# Finding the Limit of x as t Tends to Infinity

• nokia8650

#### nokia8650

"x = (e^(2kt) - 1)/(4e^(2kt) - 2)"

How would I find the limit of this expression as t tends to infinity?

As t --> infinity, the two exponentials also tend to infinity. However, that was as far as I could go. It is clear by subbing large values of t in, that the limit should be 1/4, however I am unable to prove this.

Thanks

Factor e^(2kt) out of the top and bottom.

One of the first things you should have learned is to divide both numerator and denominator by the "largest" term- in this case e^(2kt) (that's what Vid was saying).

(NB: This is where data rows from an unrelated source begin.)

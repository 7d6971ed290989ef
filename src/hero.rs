use crate::audio::HeroTrack;
use crate::core::config::{hero_markup, HERO_CANVAS_CLASS, HERO_TOGGLE_CLASS};
use crate::core::{AppConfig, HeroParams, PlaybackCommand, TrackToggle};
use crate::dom::Listener;
use crate::vaporwave::{self, Vaporwave};
use std::cell::RefCell;
use std::rc::Rc;
use wasm_bindgen::JsCast;
use web_sys as web;

type HeroToggle = TrackToggle<HeroTrack, Box<dyn FnMut() -> HeroTrack>>;

/// Hero panel: headline, a play/pause dot for the background track and the
/// vaporwave landscape behind everything.
pub struct Hero {
    section: web::Element,
    toggle: Rc<RefCell<HeroToggle>>,
    background: Vaporwave,
    click: Option<Listener>,
}

impl Hero {
    pub fn is_playing(&self) -> bool {
        self.toggle.borrow().state().is_playing()
    }

    /// Tear down in reverse order of construction. Idempotent.
    pub fn unmount(&mut self) {
        if self.click.take().is_none() {
            return;
        }
        self.toggle.borrow_mut().release();
        self.background.unmount();
        self.section.remove();
        log::info!("[hero] unmounted");
    }
}

impl Drop for Hero {
    fn drop(&mut self) {
        self.unmount();
    }
}

pub fn mount(container: &web::Element, cfg: &AppConfig) -> anyhow::Result<Hero> {
    let params = HeroParams::from_config(cfg);
    let document = container
        .owner_document()
        .ok_or_else(|| anyhow::anyhow!("hero container is detached"))?;
    let section = document
        .create_element("section")
        .map_err(|e| anyhow::anyhow!("hero section: {:?}", e))?;
    section.set_class_name("hero");
    _ = section.set_attribute(
        "style",
        "position:relative;width:100%;height:100vh;margin:0 auto",
    );
    section.set_inner_html(&hero_markup(&params));
    container
        .append_child(&section)
        .map_err(|e| anyhow::anyhow!("hero append: {:?}", e))?;

    let find = |class: &str| {
        section
            .query_selector(&format!(".{}", class))
            .ok()
            .flatten()
            .ok_or_else(|| anyhow::anyhow!("hero markup is missing .{}", class))
    };
    let dot = find(HERO_TOGGLE_CLASS)?;
    let canvas: web::HtmlCanvasElement = find(HERO_CANVAS_CLASS)?
        .dyn_into()
        .map_err(|e| anyhow::anyhow!("hero canvas: {:?}", e))?;

    let src = params.audio_src.clone();
    let make: Box<dyn FnMut() -> HeroTrack> = Box::new(move || HeroTrack::open(&src));
    let toggle = Rc::new(RefCell::new(TrackToggle::new(make)));

    let toggle_click = toggle.clone();
    let click = Listener::new(&dot, "click", move |_| {
        match toggle_click.borrow_mut().toggle() {
            PlaybackCommand::Pause => log::info!("[hero] audio paused"),
            PlaybackCommand::Resume { offset_sec } => {
                log::info!("[hero] audio playing from {:.2}s", offset_sec)
            }
        }
    });

    let background = match vaporwave::mount(canvas, cfg) {
        Ok(b) => b,
        Err(e) => {
            section.remove();
            return Err(e);
        }
    };
    log::info!("[hero] mounted");
    Ok(Hero {
        section,
        toggle,
        background,
        click: Some(click),
    })
}
use glam::Vec2;

/// Tracks a primary-button pointer drag and reports per-move deltas.
#[derive(Default, Clone, Copy, Debug)]
pub struct DragState {
    pub active: bool,
    pub last: Vec2,
}

impl DragState {
    #[inline]
    pub fn begin(&mut self, at: Vec2) {
        self.active = true;
        self.last = at;
    }

    /// Delta since the previous position, or `None` when no drag is active.
    #[inline]
    pub fn drag_to(&mut self, at: Vec2) -> Option<Vec2> {
        if !self.active {
            return None;
        }
        let d = at - self.last;
        self.last = at;
        Some(d)
    }

    #[inline]
    pub fn end(&mut self) {
        self.active = false;
    }
}

/// Wheel deltas arrive in pixels, lines or pages depending on the device.
/// Normalise to pixels so the pan impulse does not depend on the mouse.
#[inline]
pub fn wheel_delta_px(delta_y: f64, delta_mode: u32, page_height: f64) -> f64 {
    match delta_mode {
        1 => delta_y * 16.0,
        2 => delta_y * page_height,
        _ => delta_y,
    }
}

You will be left with e^(-2kt) in each and that's easy.

You could also use L'Hopital's rule here but that is "overkill"

k is positive, I hope. Otherwise you'd better split into cases.

If k is negative, the only thing that changes is whether you add or subtract zero; there's no need for cases.

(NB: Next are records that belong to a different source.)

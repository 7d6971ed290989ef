// Sanity checks on tuning constants.

#![allow(dead_code)]
mod constants {
    include!("../src/core/constants.rs");
}

use constants::*;

#[test]
fn pan_decay_is_a_contraction() {
    assert!(PAN_DECAY_PER_FRAME > 0.0 && PAN_DECAY_PER_FRAME < 1.0);
    assert!(WHEEL_IMPULSE_SCALE > 0.0);
}

#[test]
fn polar_band_is_ordered_and_above_horizon() {
    assert!(ORBIT_MIN_POLAR < ORBIT_MAX_POLAR);
    assert!(ORBIT_MAX_POLAR < std::f32::consts::FRAC_PI_2);
    assert_eq!(ORBIT_MIN_AZIMUTH, ORBIT_MAX_AZIMUTH);
}

#[test]
fn ground_plane_depth_matches_loop_period() {
    assert_eq!(PLANE_SIZE[1] as f64, PLANE_PERIOD);
    assert!((PLANE_INITIAL_Z as f64) < PLANE_PERIOD);
}

#[test]
fn fog_range_is_ordered() {
    assert!(FOG_NEAR < FOG_FAR);
    assert!(FOG_FAR < VAPOR_CAMERA_FAR);
}

#[test]
fn debug_range_contains_gallery_row() {
    assert!(DEBUG_CAMERA_X_MIN < DEBUG_CAMERA_X_MAX);
    let last_x = GALLERY_IMAGE_COUNT as f32 * GALLERY_IMAGE_SPACING;
    assert!(last_x >= DEBUG_CAMERA_X_MIN);
}

#[test]
fn pixel_ratio_cap() {
    assert_eq!(MAX_PIXEL_RATIO, 2.0);
}
use super::helpers;
use wgpu;

pub(crate) const HDR_FORMAT: wgpu::TextureFormat = wgpu::TextureFormat::Rgba16Float;

#[derive(Clone, Copy, Debug, PartialEq, Eq)]
pub(crate) enum TargetId {
    Scene,
    Ping,
    Pong,
    BloomA,
    BloomB,
}

impl TargetId {
    pub(crate) const ALL: [TargetId; 5] = [
        TargetId::Scene,
        TargetId::Ping,
        TargetId::Pong,
        TargetId::BloomA,
        TargetId::BloomB,
    ];
}

/// Offscreen color targets for the post chain.
///
/// - `scene` receives the mesh pass (full resolution, HDR).
/// - `ping`/`pong` alternate as source and destination of full-screen passes.
/// - `bloom_*` are half-resolution buffers for bright-pass and blur.
pub(crate) struct RenderTargets {
    scene: (wgpu::Texture, wgpu::TextureView),
    ping: (wgpu::Texture, wgpu::TextureView),
    pong: (wgpu::Texture, wgpu::TextureView),
    bloom_a: (wgpu::Texture, wgpu::TextureView),
    bloom_b: (wgpu::Texture, wgpu::TextureView),
    full_size: (u32, u32),
}

impl RenderTargets {
    pub(crate) fn new(device: &wgpu::Device, width: u32, height: u32) -> Self {
        let usage = wgpu::TextureUsages::RENDER_ATTACHMENT | wgpu::TextureUsages::TEXTURE_BINDING;
        let (bw, bh) = bloom_size(width, height);
        Self {
            scene: helpers::create_color_texture(device, "scene_tex", width, height, HDR_FORMAT, usage),
            ping: helpers::create_color_texture(device, "ping_tex", width, height, HDR_FORMAT, usage),
            pong: helpers::create_color_texture(device, "pong_tex", width, height, HDR_FORMAT, usage),
            bloom_a: helpers::create_color_texture(device, "bloom_a", bw, bh, HDR_FORMAT, usage),
            bloom_b: helpers::create_color_texture(device, "bloom_b", bw, bh, HDR_FORMAT, usage),
            full_size: (width.max(1), height.max(1)),
        }
    }

    pub(crate) fn recreate(&mut self, device: &wgpu::Device, width: u32, height: u32) {
        *self = Self::new(device, width, height);
    }

    pub(crate) fn view(&self, id: TargetId) -> &wgpu::TextureView {
        match id {
            TargetId::Scene => &self.scene.1,
            TargetId::Ping => &self.ping.1,
            TargetId::Pong => &self.pong.1,
            TargetId::BloomA => &self.bloom_a.1,
            TargetId::BloomB => &self.bloom_b.1,
        }
    }

    pub(crate) fn full_size(&self) -> (u32, u32) {
        self.full_size
    }

    pub(crate) fn bloom_size(&self) -> (u32, u32) {
        bloom_size(self.full_size.0, self.full_size.1)
    }
}

fn bloom_size(width: u32, height: u32) -> (u32, u32) {
    ((width.max(1) / 2).max(1), (height.max(1) / 2).max(1))
}
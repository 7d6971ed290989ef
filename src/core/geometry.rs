/// Interleaved mesh vertex as uploaded to the GPU.
#[repr(C)]
#[derive(Copy, Clone, Debug, PartialEq, bytemuck::Pod, bytemuck::Zeroable)]
pub struct Vertex {
    pub position: [f32; 3],
    pub normal: [f32; 3],
    pub uv: [f32; 2],
}

/// Subdivided rectangle in the XY plane, centred on the origin, facing +Z.
///
/// UVs use the texture-space convention of wgpu: `(0, 0)` is the top-left
/// texel, so images appear upright without flipping.
#[derive(Clone, Debug, PartialEq)]
pub struct PlaneGeometry {
    pub width: f32,
    pub height: f32,
    pub segments_x: u32,
    pub segments_y: u32,
}

impl PlaneGeometry {
    pub fn new(width: f32, height: f32, segments_x: u32, segments_y: u32) -> Self {
        Self {
            width,
            height,
            segments_x: segments_x.max(1),
            segments_y: segments_y.max(1),
        }
    }

    pub fn vertex_count(&self) -> usize {
        ((self.segments_x + 1) * (self.segments_y + 1)) as usize
    }

    pub fn index_count(&self) -> usize {
        (self.segments_x * self.segments_y * 6) as usize
    }

    pub fn vertices(&self) -> Vec<Vertex> {
        let gx = self.segments_x;
        let gy = self.segments_y;
        let mut out = Vec::with_capacity(self.vertex_count());
        for iy in 0..=gy {
            let v = iy as f32 / gy as f32;
            let y = self.height * 0.5 - v * self.height;
            for ix in 0..=gx {
                let u = ix as f32 / gx as f32;
                let x = u * self.width - self.width * 0.5;
                out.push(Vertex {
                    position: [x, y, 0.0],
                    normal: [0.0, 0.0, 1.0],
                    uv: [u, v],
                });
            }
        }
        out
    }

    /// Counter-clockwise triangles (front face towards +Z).
    pub fn indices(&self) -> Vec<u16> {
        let gx = self.segments_x;
        let gy = self.segments_y;
        let row = gx + 1;
        let mut out = Vec::with_capacity(self.index_count());
        for iy in 0..gy {
            for ix in 0..gx {
                let a = (ix + row * iy) as u16;
                let b = (ix + row * (iy + 1)) as u16;
                let c = (ix + 1 + row * (iy + 1)) as u16;
                let d = (ix + 1 + row * iy) as u16;
                out.extend_from_slice(&[a, b, d, b, c, d]);
            }
        }
        out
    }
}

If k is negative, the only thing that changes is whether you add or subtract zero; there's no need for cases.

Add or subtract zero? There are three different cases. k>0, k=0 and k<0.

My statement about k being positive or negative is true,but I did forget about k=0, which does need its own case.

Thanks so much for the help. I forget to mention that k is positive. Therefore, I get:

x = (1-1/e(^2kt)) / ((4 - 2/e(^2kt))

Thus, as t tends to infinity, x will tend to 1/4.

However, say k were to be negative, how would it change? Would x tend to 1?

Thanks

If k is negative then exp(2kt)->0. Then you can just drop the exponentials and get 1/2.